### To do:
Set down each line of the data below exactly.

--- --- ---

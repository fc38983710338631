use std::fs::{self, File, OpenOptions};
use std::io::{self, BufWriter, Write};
use std::path::{Path, PathBuf};

use crate::model::Event;

/// Append-only event log backing the engine state.
///
/// Records are framed as a little-endian `u32` payload length, the
/// bincode-encoded event, and a crc32 of the payload. A record that runs
/// past the end of the file or fails its checksum is the torn tail of a
/// crashed run; `load` stops there and everything before it is kept.
pub struct Wal {
    out: BufWriter<File>,
    path: PathBuf,
    frame: Vec<u8>,
    appends_since_compaction: u64,
}

fn open_for_append(path: &Path) -> io::Result<File> {
    OpenOptions::new().create(true).append(true).open(path)
}

fn read_u32(bytes: &[u8], at: usize) -> Option<u32> {
    let raw = bytes.get(at..at.checked_add(4)?)?;
    Some(u32::from_le_bytes(raw.try_into().ok()?))
}

fn encode_into(buf: &mut Vec<u8>, event: &Event) -> io::Result<()> {
    let payload =
        bincode::serialize(event).map_err(|e| io::Error::new(io::ErrorKind::InvalidData, e))?;
    buf.extend_from_slice(&(payload.len() as u32).to_le_bytes());
    buf.extend_from_slice(&payload);
    buf.extend_from_slice(&crc32fast::hash(&payload).to_le_bytes());
    Ok(())
}

impl Wal {
    pub fn open(path: &Path) -> io::Result<Self> {
        Ok(Self {
            out: BufWriter::new(open_for_append(path)?),
            path: path.to_path_buf(),
            frame: Vec::new(),
            appends_since_compaction: 0,
        })
    }

    /// Buffer one event without making it durable. Nothing is promised to
    /// callers until the next `sync`; the writer task batches several pushes
    /// per sync.
    pub fn push(&mut self, event: &Event) -> io::Result<()> {
        self.frame.clear();
        encode_into(&mut self.frame, event)?;
        self.out.write_all(&self.frame)?;
        self.appends_since_compaction += 1;
        Ok(())
    }

    /// Drain the buffer and fsync.
    pub fn sync(&mut self) -> io::Result<()> {
        self.out.flush()?;
        self.out.get_ref().sync_all()
    }

    /// push + sync in one step, for tests that don't batch.
    #[cfg(test)]
    pub fn append(&mut self, event: &Event) -> io::Result<()> {
        self.push(event)?;
        self.sync()
    }

    pub fn path(&self) -> &Path {
        &self.path
    }

    pub fn appends_since_compaction(&self) -> u64 {
        self.appends_since_compaction
    }

    fn staging_path(path: &Path) -> PathBuf {
        path.with_extension("wal.new")
    }

    /// Write a replacement log holding only `events` next to the live one,
    /// fully synced. The slow half of compaction; does not touch the live
    /// file, so appends may continue until `adopt_compaction`.
    pub fn stage_compaction(path: &Path, events: &[Event]) -> io::Result<()> {
        let mut buf = Vec::new();
        for event in events {
            encode_into(&mut buf, event)?;
        }
        let mut file = File::create(Self::staging_path(path))?;
        file.write_all(&buf)?;
        file.sync_all()
    }

    /// Rename the staged log over the live one and reopen for appending.
    pub fn adopt_compaction(&mut self) -> io::Result<()> {
        fs::rename(Self::staging_path(&self.path), &self.path)?;
        self.out = BufWriter::new(open_for_append(&self.path)?);
        self.appends_since_compaction = 0;
        Ok(())
    }

    /// Both compaction halves back to back, for tests.
    #[cfg(test)]
    pub fn compact(&mut self, events: &[Event]) -> io::Result<()> {
        Self::stage_compaction(&self.path, events)?;
        self.adopt_compaction()
    }

    /// Read every intact event from the log at `path`. A missing file is an
    /// empty log, not an error.
    pub fn load(path: &Path) -> io::Result<Vec<Event>> {
        let bytes = match fs::read(path) {
            Ok(b) => b,
            Err(e) if e.kind() == io::ErrorKind::NotFound => return Ok(Vec::new()),
            Err(e) => return Err(e),
        };

        let mut events = Vec::new();
        let mut at = 0usize;
        loop {
            let Some(len) = read_u32(&bytes, at) else { break };
            let payload_at = at + 4;
            let Some(payload) = bytes.get(payload_at..payload_at + len as usize) else {
                break;
            };
            let Some(stored_crc) = read_u32(&bytes, payload_at + len as usize) else {
                break;
            };
            if crc32fast::hash(payload) != stored_crc {
                break;
            }
            let Ok(event) = bincode::deserialize::<Event>(payload) else {
                break;
            };
            events.push(event);
            at = payload_at + len as usize + 4;
        }
        Ok(events)
    }
}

--- --- ---

### Task response:
repository fc38983710338631
use std::fs::{self, File, OpenOptions};
use std::io::{self, BufWriter, Write};
use std::path::{Path, PathBuf};

use crate::model::Event;

/// Append-only event log backing the engine state.
///
/// Records are framed as a little-endian `u32` payload length, the
/// bincode-encoded event, and a crc32 of the payload. A record that runs
/// past the end of the file or fails its checksum is the torn tail of a
/// crashed run; `load` stops there and everything before it is kept.
pub struct Wal {
    out: BufWriter<File>,
    path: PathBuf,
    frame: Vec<u8>,
    appends_since_compaction: u64,
}

fn open_for_append(path: &Path) -> io::Result<File> {
    OpenOptions::new().create(true).append(true).open(path)
}

fn read_u32(bytes: &[u8], at: usize) -> Option<u32> {
    let raw = bytes.get(at..at.checked_add(4)?)?;
    Some(u32::from_le_bytes(raw.try_into().ok()?))
}

fn encode_into(buf: &mut Vec<u8>, event: &Event) -> io::Result<()> {
    let payload =
        bincode::serialize(event).map_err(|e| io::Error::new(io::ErrorKind::InvalidData, e))?;
    buf.extend_from_slice(&(payload.len() as u32).to_le_bytes());
    buf.extend_from_slice(&payload);
    buf.extend_from_slice(&crc32fast::hash(&payload).to_le_bytes());
    Ok(())
}

impl Wal {
    pub fn open(path: &Path) -> io::Result<Self> {
        Ok(Self {
            out: BufWriter::new(open_for_append(path)?),
            path: path.to_path_buf(),
            frame: Vec::new(),
            appends_since_compaction: 0,
        })
    }

    /// Buffer one event without making it durable. Nothing is promised to
    /// callers until the next `sync`; the writer task batches several pushes
    /// per sync.
    pub fn push(&mut self, event: &Event) -> io::Result<()> {
        self.frame.clear();
        encode_into(&mut self.frame, event)?;
        self.out.write_all(&self.frame)?;
        self.appends_since_compaction += 1;
        Ok(())
    }

    /// Drain the buffer and fsync.
    pub fn sync(&mut self) -> io::Result<()> {
        self.out.flush()?;
        self.out.get_ref().sync_all()
    }

    /// push + sync in one step, for tests that don't batch.
    #[cfg(test)]
    pub fn append(&mut self, event: &Event) -> io::Result<()> {
        self.push(event)?;
        self.sync()
    }

    pub fn path(&self) -> &Path {
        &self.path
    }

    pub fn appends_since_compaction(&self) -> u64 {
        self.appends_since_compaction
    }

    fn staging_path(path: &Path) -> PathBuf {
        path.with_extension("wal.new")
    }

    /// Write a replacement log holding only `events` next to the live one,
    /// fully synced. The slow half of compaction; does not touch the live
    /// file, so appends may continue until `adopt_compaction`.
    pub fn stage_compaction(path: &Path, events: &[Event]) -> io::Result<()> {
        let mut buf = Vec::new();
        for event in events {
            encode_into(&mut buf, event)?;
        }
        let mut file = File::create(Self::staging_path(path))?;
        file.write_all(&buf)?;
        file.sync_all()
    }

    /// Rename the staged log over the live one and reopen for appending.
    pub fn adopt_compaction(&mut self) -> io::Result<()> {
        fs::rename(Self::staging_path(&self.path), &self.path)?;
        self.out = BufWriter::new(open_for_append(&self.path)?);
        self.appends_since_compaction = 0;
        Ok(())
    }

    /// Both compaction halves back to back, for tests.
    #[cfg(test)]
    pub fn compact(&mut self, events: &[Event]) -> io::Result<()> {
        Self::stage_compaction(&self.path, events)?;
        self.adopt_compaction()
    }

    /// Read every intact event from the log at `path`. A missing file is an
    /// empty log, not an error.
    pub fn load(path: &Path) -> io::Result<Vec<Event>> {
        let bytes = match fs::read(path) {
            Ok(b) => b,
            Err(e) if e.kind() == io::ErrorKind::NotFound => return Ok(Vec::new()),
            Err(e) => return Err(e),
        };

        let mut events = Vec::new();
        let mut at = 0usize;
        loop {
            let Some(len) = read_u32(&bytes, at) else { break };
            let payload_at = at + 4;
            let Some(payload) = bytes.get(payload_at..payload_at + len as usize) else {
                break;
            };
            let Some(stored_crc) = read_u32(&bytes, payload_at + len as usize) else {
                break;
            };
            if crc32fast::hash(payload) != stored_crc {
                break;
            }
            let Ok(event) = bincode::deserialize::<Event>(payload) else {
                break;
            };
            events.push(event);
            at = payload_at + len as usize + 4;
        }
        Ok(events)
    }
}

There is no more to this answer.